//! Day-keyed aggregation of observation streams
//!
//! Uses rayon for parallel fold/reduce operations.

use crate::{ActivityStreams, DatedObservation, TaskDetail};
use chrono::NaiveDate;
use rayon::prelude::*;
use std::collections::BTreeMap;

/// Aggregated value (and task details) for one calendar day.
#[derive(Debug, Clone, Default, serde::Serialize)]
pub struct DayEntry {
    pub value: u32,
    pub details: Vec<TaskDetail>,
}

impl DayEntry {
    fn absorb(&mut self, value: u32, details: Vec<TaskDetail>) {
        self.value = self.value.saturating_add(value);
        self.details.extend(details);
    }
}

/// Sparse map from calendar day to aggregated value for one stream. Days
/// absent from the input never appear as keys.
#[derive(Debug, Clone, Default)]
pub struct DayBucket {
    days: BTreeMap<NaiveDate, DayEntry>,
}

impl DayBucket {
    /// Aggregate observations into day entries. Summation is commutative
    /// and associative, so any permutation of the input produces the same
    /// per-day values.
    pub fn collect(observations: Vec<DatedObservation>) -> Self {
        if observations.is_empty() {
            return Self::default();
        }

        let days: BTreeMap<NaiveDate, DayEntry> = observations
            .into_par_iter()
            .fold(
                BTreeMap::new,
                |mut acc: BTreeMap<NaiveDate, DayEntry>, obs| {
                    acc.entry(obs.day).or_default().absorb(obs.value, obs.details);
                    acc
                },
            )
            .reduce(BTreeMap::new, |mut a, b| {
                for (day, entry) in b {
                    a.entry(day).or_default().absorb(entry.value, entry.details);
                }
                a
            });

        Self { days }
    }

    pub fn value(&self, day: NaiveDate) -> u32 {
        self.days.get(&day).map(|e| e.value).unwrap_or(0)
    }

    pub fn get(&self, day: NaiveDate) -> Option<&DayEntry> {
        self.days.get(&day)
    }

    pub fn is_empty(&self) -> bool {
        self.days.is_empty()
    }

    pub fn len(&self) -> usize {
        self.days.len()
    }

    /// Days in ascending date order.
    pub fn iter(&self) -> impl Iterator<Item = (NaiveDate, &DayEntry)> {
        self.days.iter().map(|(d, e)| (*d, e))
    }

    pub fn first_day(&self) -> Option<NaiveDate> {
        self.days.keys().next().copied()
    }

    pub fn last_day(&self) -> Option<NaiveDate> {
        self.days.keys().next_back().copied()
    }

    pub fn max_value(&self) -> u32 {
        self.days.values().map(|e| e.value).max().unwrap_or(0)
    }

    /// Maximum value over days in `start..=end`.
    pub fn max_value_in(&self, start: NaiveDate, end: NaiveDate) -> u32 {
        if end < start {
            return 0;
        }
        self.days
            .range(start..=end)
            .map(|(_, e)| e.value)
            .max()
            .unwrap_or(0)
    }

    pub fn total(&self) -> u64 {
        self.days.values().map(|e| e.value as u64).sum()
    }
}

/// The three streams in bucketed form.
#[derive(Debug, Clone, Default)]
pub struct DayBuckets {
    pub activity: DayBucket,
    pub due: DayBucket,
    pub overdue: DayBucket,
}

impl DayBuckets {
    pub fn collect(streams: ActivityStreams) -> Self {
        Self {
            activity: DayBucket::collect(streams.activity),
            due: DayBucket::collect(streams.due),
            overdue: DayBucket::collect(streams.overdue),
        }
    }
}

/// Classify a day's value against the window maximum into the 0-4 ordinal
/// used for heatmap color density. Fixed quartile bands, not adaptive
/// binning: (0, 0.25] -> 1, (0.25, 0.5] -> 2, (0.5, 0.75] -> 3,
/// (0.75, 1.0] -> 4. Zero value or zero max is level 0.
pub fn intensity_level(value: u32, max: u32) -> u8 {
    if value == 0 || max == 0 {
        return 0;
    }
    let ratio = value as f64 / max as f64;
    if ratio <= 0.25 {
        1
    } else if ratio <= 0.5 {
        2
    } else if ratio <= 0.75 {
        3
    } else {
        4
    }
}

* * *

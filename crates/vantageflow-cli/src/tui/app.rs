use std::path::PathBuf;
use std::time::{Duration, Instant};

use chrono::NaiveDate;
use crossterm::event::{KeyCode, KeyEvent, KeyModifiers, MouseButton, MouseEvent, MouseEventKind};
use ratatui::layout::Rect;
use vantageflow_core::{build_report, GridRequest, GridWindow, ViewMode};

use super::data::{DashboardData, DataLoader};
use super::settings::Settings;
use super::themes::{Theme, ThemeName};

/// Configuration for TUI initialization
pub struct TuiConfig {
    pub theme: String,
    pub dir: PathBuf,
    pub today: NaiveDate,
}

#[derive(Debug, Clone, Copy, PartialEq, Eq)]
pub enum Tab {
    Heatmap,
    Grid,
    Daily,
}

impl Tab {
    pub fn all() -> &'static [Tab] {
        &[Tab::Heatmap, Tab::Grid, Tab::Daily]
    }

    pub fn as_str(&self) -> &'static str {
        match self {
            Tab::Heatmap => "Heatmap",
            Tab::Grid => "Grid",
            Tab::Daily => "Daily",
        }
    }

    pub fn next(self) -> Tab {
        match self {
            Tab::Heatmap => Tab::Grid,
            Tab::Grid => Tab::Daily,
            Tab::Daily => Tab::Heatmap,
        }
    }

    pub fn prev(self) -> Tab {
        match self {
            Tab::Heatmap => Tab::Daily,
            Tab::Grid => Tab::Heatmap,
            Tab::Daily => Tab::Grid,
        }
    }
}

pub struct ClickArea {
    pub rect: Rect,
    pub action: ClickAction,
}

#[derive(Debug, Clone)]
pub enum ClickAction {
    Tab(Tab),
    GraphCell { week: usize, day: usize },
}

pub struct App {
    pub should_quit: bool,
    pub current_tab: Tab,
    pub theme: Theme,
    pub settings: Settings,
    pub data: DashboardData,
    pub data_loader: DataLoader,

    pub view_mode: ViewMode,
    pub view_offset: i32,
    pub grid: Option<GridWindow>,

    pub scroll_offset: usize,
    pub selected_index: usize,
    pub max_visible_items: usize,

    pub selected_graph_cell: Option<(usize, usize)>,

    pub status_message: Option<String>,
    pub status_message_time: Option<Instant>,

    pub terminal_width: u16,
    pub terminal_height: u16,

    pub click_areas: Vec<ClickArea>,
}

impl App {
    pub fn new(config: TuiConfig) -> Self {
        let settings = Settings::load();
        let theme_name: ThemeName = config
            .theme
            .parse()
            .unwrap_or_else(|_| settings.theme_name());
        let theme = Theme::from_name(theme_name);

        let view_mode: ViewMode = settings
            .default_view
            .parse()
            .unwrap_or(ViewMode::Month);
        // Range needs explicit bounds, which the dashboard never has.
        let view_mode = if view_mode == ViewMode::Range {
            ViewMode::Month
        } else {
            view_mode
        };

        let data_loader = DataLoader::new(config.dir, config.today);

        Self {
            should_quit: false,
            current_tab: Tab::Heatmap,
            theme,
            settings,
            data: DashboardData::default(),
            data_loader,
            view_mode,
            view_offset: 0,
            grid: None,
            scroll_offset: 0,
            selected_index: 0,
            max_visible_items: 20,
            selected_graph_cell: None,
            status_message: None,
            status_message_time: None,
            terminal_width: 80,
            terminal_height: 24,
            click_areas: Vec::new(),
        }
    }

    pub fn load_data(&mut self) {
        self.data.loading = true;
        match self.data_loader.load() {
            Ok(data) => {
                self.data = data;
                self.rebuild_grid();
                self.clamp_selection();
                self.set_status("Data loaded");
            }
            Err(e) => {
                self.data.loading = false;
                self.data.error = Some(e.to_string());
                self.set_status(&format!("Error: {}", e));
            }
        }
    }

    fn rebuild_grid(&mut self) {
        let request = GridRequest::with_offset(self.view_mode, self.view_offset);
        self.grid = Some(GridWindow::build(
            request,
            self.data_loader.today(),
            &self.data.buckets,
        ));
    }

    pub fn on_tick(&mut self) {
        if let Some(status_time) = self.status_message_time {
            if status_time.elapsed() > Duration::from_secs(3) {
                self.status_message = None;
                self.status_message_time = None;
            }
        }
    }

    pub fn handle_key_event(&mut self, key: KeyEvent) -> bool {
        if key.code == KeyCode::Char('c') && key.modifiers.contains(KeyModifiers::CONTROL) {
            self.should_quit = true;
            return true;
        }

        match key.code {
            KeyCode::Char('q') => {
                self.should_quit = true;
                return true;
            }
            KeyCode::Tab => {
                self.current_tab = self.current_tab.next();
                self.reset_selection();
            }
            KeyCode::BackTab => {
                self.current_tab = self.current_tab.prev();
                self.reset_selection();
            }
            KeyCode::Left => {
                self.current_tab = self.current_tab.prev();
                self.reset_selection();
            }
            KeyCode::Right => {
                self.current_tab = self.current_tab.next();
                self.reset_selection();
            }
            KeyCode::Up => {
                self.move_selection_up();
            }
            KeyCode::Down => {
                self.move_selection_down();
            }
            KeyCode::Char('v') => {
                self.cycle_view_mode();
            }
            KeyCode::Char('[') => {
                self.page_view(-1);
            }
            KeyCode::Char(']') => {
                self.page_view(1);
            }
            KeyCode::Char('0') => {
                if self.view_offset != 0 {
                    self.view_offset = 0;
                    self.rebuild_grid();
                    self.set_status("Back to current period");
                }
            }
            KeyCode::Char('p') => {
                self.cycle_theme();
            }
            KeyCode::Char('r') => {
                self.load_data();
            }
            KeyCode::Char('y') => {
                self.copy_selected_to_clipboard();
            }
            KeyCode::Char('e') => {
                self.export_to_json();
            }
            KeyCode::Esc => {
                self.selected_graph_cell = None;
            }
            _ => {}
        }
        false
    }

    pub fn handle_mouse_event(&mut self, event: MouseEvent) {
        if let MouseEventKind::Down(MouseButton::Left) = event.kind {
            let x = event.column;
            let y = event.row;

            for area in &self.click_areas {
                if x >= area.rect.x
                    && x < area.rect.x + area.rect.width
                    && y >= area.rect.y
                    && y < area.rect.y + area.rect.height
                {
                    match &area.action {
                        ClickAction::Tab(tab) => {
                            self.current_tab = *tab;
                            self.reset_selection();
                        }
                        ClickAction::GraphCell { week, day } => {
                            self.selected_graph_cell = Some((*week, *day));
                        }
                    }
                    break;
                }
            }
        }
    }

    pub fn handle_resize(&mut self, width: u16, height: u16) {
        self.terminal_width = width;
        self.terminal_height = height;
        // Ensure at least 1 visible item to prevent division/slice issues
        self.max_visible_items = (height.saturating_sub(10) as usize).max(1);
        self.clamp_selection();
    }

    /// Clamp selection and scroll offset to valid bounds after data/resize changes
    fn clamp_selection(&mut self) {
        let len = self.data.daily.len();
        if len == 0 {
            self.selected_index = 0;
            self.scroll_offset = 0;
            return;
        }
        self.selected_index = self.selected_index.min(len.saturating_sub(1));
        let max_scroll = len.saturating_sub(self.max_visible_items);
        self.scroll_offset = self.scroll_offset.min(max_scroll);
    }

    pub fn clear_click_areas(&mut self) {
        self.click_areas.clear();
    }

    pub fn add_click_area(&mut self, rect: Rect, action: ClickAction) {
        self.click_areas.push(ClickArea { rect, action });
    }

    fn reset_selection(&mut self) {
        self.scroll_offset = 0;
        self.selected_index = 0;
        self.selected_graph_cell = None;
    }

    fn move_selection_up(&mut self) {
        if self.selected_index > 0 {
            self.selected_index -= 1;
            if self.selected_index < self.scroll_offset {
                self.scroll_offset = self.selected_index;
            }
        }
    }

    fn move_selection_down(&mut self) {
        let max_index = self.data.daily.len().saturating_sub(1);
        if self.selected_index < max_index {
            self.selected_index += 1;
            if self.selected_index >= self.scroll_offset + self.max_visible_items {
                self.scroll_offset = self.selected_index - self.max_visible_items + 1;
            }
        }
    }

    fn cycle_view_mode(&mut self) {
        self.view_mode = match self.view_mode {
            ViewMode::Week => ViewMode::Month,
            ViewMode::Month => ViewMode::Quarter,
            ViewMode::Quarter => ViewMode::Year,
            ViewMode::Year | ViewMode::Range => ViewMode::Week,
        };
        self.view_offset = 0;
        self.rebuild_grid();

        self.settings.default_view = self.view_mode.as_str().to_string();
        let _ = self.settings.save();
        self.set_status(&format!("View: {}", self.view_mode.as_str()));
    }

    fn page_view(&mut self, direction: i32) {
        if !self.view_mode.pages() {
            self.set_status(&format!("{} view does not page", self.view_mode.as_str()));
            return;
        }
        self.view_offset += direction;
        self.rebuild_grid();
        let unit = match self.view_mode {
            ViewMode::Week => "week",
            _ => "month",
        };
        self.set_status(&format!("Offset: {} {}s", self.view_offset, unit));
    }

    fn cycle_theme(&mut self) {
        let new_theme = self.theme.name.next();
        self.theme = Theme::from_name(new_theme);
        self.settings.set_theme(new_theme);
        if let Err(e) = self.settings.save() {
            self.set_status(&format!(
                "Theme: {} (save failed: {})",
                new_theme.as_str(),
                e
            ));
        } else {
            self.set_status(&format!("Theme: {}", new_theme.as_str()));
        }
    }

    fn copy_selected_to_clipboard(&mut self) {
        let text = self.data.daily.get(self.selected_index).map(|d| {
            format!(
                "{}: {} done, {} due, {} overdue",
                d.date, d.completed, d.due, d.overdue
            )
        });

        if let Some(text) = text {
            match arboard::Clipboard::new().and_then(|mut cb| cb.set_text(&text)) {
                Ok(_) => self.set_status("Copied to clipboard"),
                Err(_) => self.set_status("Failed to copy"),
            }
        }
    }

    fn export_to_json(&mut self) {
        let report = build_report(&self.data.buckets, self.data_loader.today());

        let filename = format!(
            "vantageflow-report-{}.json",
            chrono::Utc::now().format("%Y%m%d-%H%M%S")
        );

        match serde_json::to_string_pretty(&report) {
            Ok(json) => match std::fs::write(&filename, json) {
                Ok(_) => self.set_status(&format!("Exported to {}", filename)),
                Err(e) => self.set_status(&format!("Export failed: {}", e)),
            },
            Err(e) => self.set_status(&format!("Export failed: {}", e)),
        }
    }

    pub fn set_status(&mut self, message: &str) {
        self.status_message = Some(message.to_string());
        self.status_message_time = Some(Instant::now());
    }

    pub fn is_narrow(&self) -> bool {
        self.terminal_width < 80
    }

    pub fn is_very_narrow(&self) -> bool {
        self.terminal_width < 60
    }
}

_Task item:_ Find the lines above that contain the word "never" and collect them.

_Result for this exercise:_
/// absent from the input never appear as keys.
        // Range needs explicit bounds, which the dashboard never has.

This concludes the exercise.